Zhu Qin-shi, Xing Wenxue, Qian Bin, von Dippe Patricia, Shneider Benjamin L, Fox Victor L, Levy Daniel
Department of Biochemistry and Molecular Biology, Keck School of Medicine, University of Southern California, 2011 Zonal Avenue, Los Angeles, CA 90033, USA.
Biochim Biophys Acta. 2003 Jul 30;1638(3):208-16. doi: 10.1016/s0925-4439(03)00085-1.
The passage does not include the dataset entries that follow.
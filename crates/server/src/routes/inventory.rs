//! Inventory route handlers.
//!
//! Stock never moves through `PUT`; every movement goes through the adjust
//! endpoint, which is also where low-stock notifications are raised. A
//! notification fires only when an adjustment crosses out of `in_stock`, so
//! repeated decrements inside the low band stay quiet.

use axum::{
    Json,
    extract::{Path, Query, State},
    http::StatusCode,
};
use serde::Deserialize;

use cloudcrm_core::{Money, NotificationKind, ProductId, Severity, StockStatus, SupplierId};

use crate::db::{NotificationRepository, ProductRepository, StockAdjustment, SupplierRepository};
use crate::error::AppError;
use crate::middleware::RequireAuth;
use crate::models::Product;
use crate::state::AppState;

/// Threshold applied when a create request does not send one.
const DEFAULT_LOW_STOCK_THRESHOLD: i64 = 10;

// =============================================================================
// Request Types
// =============================================================================

/// List query parameters. `status` takes the derived stock classification.
#[derive(Debug, Deserialize)]
pub struct ListQuery {
    pub q: Option<String>,
    pub status: Option<String>,
}

/// Create request body.
#[derive(Debug, Deserialize)]
pub struct CreateProduct {
    pub name: String,
    pub sku: String,
    pub category: Option<String>,
    pub price_cents: i64,
    pub stock: i64,
    pub low_stock_threshold: Option<i64>,
    pub supplier_id: Option<i64>,
}

/// Update request body. Carries no `stock` field on purpose.
#[derive(Debug, Deserialize)]
pub struct UpdateProduct {
    pub name: String,
    pub sku: String,
    pub category: Option<String>,
    pub price_cents: i64,
    pub low_stock_threshold: Option<i64>,
    pub supplier_id: Option<i64>,
}

/// Stock adjustment request body.
#[derive(Debug, Deserialize)]
pub struct AdjustStock {
    pub delta: i64,
}

fn validate_fields(
    name: &str,
    sku: &str,
    price_cents: i64,
    low_stock_threshold: i64,
) -> Result<(), AppError> {
    if name.trim().is_empty() {
        return Err(AppError::Validation("name is required".to_string()));
    }
    if sku.trim().is_empty() {
        return Err(AppError::Validation("sku is required".to_string()));
    }
    if price_cents < 0 {
        return Err(AppError::Validation(
            "price_cents cannot be negative".to_string(),
        ));
    }
    if low_stock_threshold < 0 {
        return Err(AppError::Validation(
            "low_stock_threshold cannot be negative".to_string(),
        ));
    }
    Ok(())
}

async fn validate_supplier(
    state: &AppState,
    supplier_id: Option<i64>,
) -> Result<Option<SupplierId>, AppError> {
    let Some(raw) = supplier_id else {
        return Ok(None);
    };
    let id = SupplierId::new(raw);
    if SupplierRepository::new(state.pool()).get(id).await?.is_none() {
        return Err(AppError::Validation("unknown supplier".to_string()));
    }
    Ok(Some(id))
}

// =============================================================================
// Handlers
// =============================================================================

/// List products, optionally filtered by search term and stock status.
pub async fn list(
    State(state): State<AppState>,
    RequireAuth(_current): RequireAuth,
    Query(query): Query<ListQuery>,
) -> Result<Json<Vec<Product>>, AppError> {
    let status = query
        .status
        .as_deref()
        .map(str::parse)
        .transpose()
        .map_err(AppError::Validation)?;

    let products = ProductRepository::new(state.pool())
        .list(query.q.as_deref(), status)
        .await?;
    Ok(Json(products))
}

/// Create a product.
pub async fn create(
    State(state): State<AppState>,
    RequireAuth(_current): RequireAuth,
    Json(payload): Json<CreateProduct>,
) -> Result<(StatusCode, Json<Product>), AppError> {
    let threshold = payload
        .low_stock_threshold
        .unwrap_or(DEFAULT_LOW_STOCK_THRESHOLD);
    validate_fields(&payload.name, &payload.sku, payload.price_cents, threshold)?;
    if payload.stock < 0 {
        return Err(AppError::Validation(
            "stock cannot be negative".to_string(),
        ));
    }
    let supplier_id = validate_supplier(&state, payload.supplier_id).await?;

    let product = ProductRepository::new(state.pool())
        .create(
            payload.name.trim(),
            payload.sku.trim(),
            payload.category.as_deref().unwrap_or_default(),
            Money::from_cents(payload.price_cents),
            payload.stock,
            threshold,
            supplier_id,
        )
        .await?;
    Ok((StatusCode::CREATED, Json(product)))
}

/// Fetch a single product.
pub async fn show(
    State(state): State<AppState>,
    RequireAuth(_current): RequireAuth,
    Path(id): Path<i64>,
) -> Result<Json<Product>, AppError> {
    let product = ProductRepository::new(state.pool())
        .get(ProductId::new(id))
        .await?
        .ok_or(AppError::NotFound)?;
    Ok(Json(product))
}

/// Replace a product's descriptive fields. Stock is untouched.
pub async fn update(
    State(state): State<AppState>,
    RequireAuth(_current): RequireAuth,
    Path(id): Path<i64>,
    Json(payload): Json<UpdateProduct>,
) -> Result<Json<Product>, AppError> {
    let threshold = payload
        .low_stock_threshold
        .unwrap_or(DEFAULT_LOW_STOCK_THRESHOLD);
    validate_fields(&payload.name, &payload.sku, payload.price_cents, threshold)?;
    let supplier_id = validate_supplier(&state, payload.supplier_id).await?;

    let product = ProductRepository::new(state.pool())
        .update(
            ProductId::new(id),
            payload.name.trim(),
            payload.sku.trim(),
            payload.category.as_deref().unwrap_or_default(),
            Money::from_cents(payload.price_cents),
            threshold,
            supplier_id,
        )
        .await?;
    Ok(Json(product))
}

/// Apply a stock delta. Adjustments that would go negative refuse with 409.
pub async fn adjust(
    State(state): State<AppState>,
    RequireAuth(_current): RequireAuth,
    Path(id): Path<i64>,
    Json(payload): Json<AdjustStock>,
) -> Result<Json<Product>, AppError> {
    let adjustment = ProductRepository::new(state.pool())
        .adjust_stock(ProductId::new(id), payload.delta)
        .await?;

    notify_if_crossed(&state, &adjustment).await;

    Ok(Json(adjustment.product))
}

/// Raise a bell notification when an adjustment leaves `in_stock`.
///
/// Best effort: a failed insert is logged and the adjustment still succeeds.
async fn notify_if_crossed(state: &AppState, adjustment: &StockAdjustment) {
    if adjustment.previous != StockStatus::InStock {
        return;
    }
    let (severity, headline) = match adjustment.product.stock_status {
        StockStatus::LowStock => (Severity::Warning, "Low stock"),
        StockStatus::OutOfStock => (Severity::Critical, "Out of stock"),
        StockStatus::InStock => return,
    };

    let title = format!("{headline}: {}", adjustment.product.name);
    let body = format!(
        "{} has {} units left",
        adjustment.product.sku, adjustment.product.stock
    );
    if let Err(e) = NotificationRepository::new(state.pool())
        .insert(NotificationKind::Inventory, severity, &title, &body)
        .await
    {
        tracing::warn!(
            error = %e,
            sku = %adjustment.product.sku,
            "failed to record stock notification"
        );
    }
}
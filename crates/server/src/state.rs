//! Application state shared across handlers.

use std::sync::Arc;
use std::time::Duration;

use moka::future::Cache;
use sqlx::SqlitePool;

use crate::config::ServerConfig;
use crate::db::DashboardStats;

/// How long computed dashboard stats stay fresh.
const STATS_CACHE_TTL: Duration = Duration::from_secs(30);

/// Application state shared across all handlers.
///
/// This struct is cheaply cloneable via `Arc` and provides access to
/// shared resources like database connections and configuration.
#[derive(Clone)]
pub struct AppState {
    inner: Arc<AppStateInner>,
}

struct AppStateInner {
    config: ServerConfig,
    pool: SqlitePool,
    stats_cache: Cache<&'static str, DashboardStats>,
}

impl AppState {
    /// Create a new application state.
    #[must_use]
    pub fn new(config: ServerConfig, pool: SqlitePool) -> Self {
        let stats_cache = Cache::builder()
            .max_capacity(8)
            .time_to_live(STATS_CACHE_TTL)
            .build();

        Self {
            inner: Arc::new(AppStateInner {
                config,
                pool,
                stats_cache,
            }),
        }
    }

    /// Get a reference to the server configuration.
    #[must_use]
    pub fn config(&self) -> &ServerConfig {
        &self.inner.config
    }

    /// Get a reference to the database connection pool.
    #[must_use]
    pub fn pool(&self) -> &SqlitePool {
        &self.inner.pool
    }

    /// Get a reference to the dashboard stats cache.
    #[must_use]
    pub fn stats_cache(&self) -> &Cache<&'static str, DashboardStats> {
        &self.inner.stats_cache
    }
}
Microsomal epoxide hydrolase (mEH) is a bifunctional protein that plays a central role in carcinogen metabolism and is also able to mediate the sodium-dependent uptake of bile acids into hepatocytes. Studies have identified a subject (S-1) with extremely elevated serum bile salt levels in the absence of observable hepatocellular injury, suggesting a defect in bile acid uptake. In this individual, mEH protein and mEH mRNA levels were reduced by approximately 95% and 85%, respectively, whereas the expression and amino acid sequence of another bile acid transport protein (NTCP) was unaffected. Sequence analysis of the mEH gene (EPHX1) revealed a point mutation at an upstream HNF-3 site (allele I) and in intron 1 (allele II), which resulted in a significant decrease in EPHX1 promoter activity in transient transfection assays. Gel shift assays using a radiolabeled oligonucleotide from each region resulted in specific transcription factor binding patterns, which were altered in the presence of the mutation. These studies demonstrate that the expression of mEH is greatly reduced in a patient with hypercholanemia, suggesting that mEH participates in sodium-dependent bile acid uptake in human liver where its absence may contribute to the etiology of this disease.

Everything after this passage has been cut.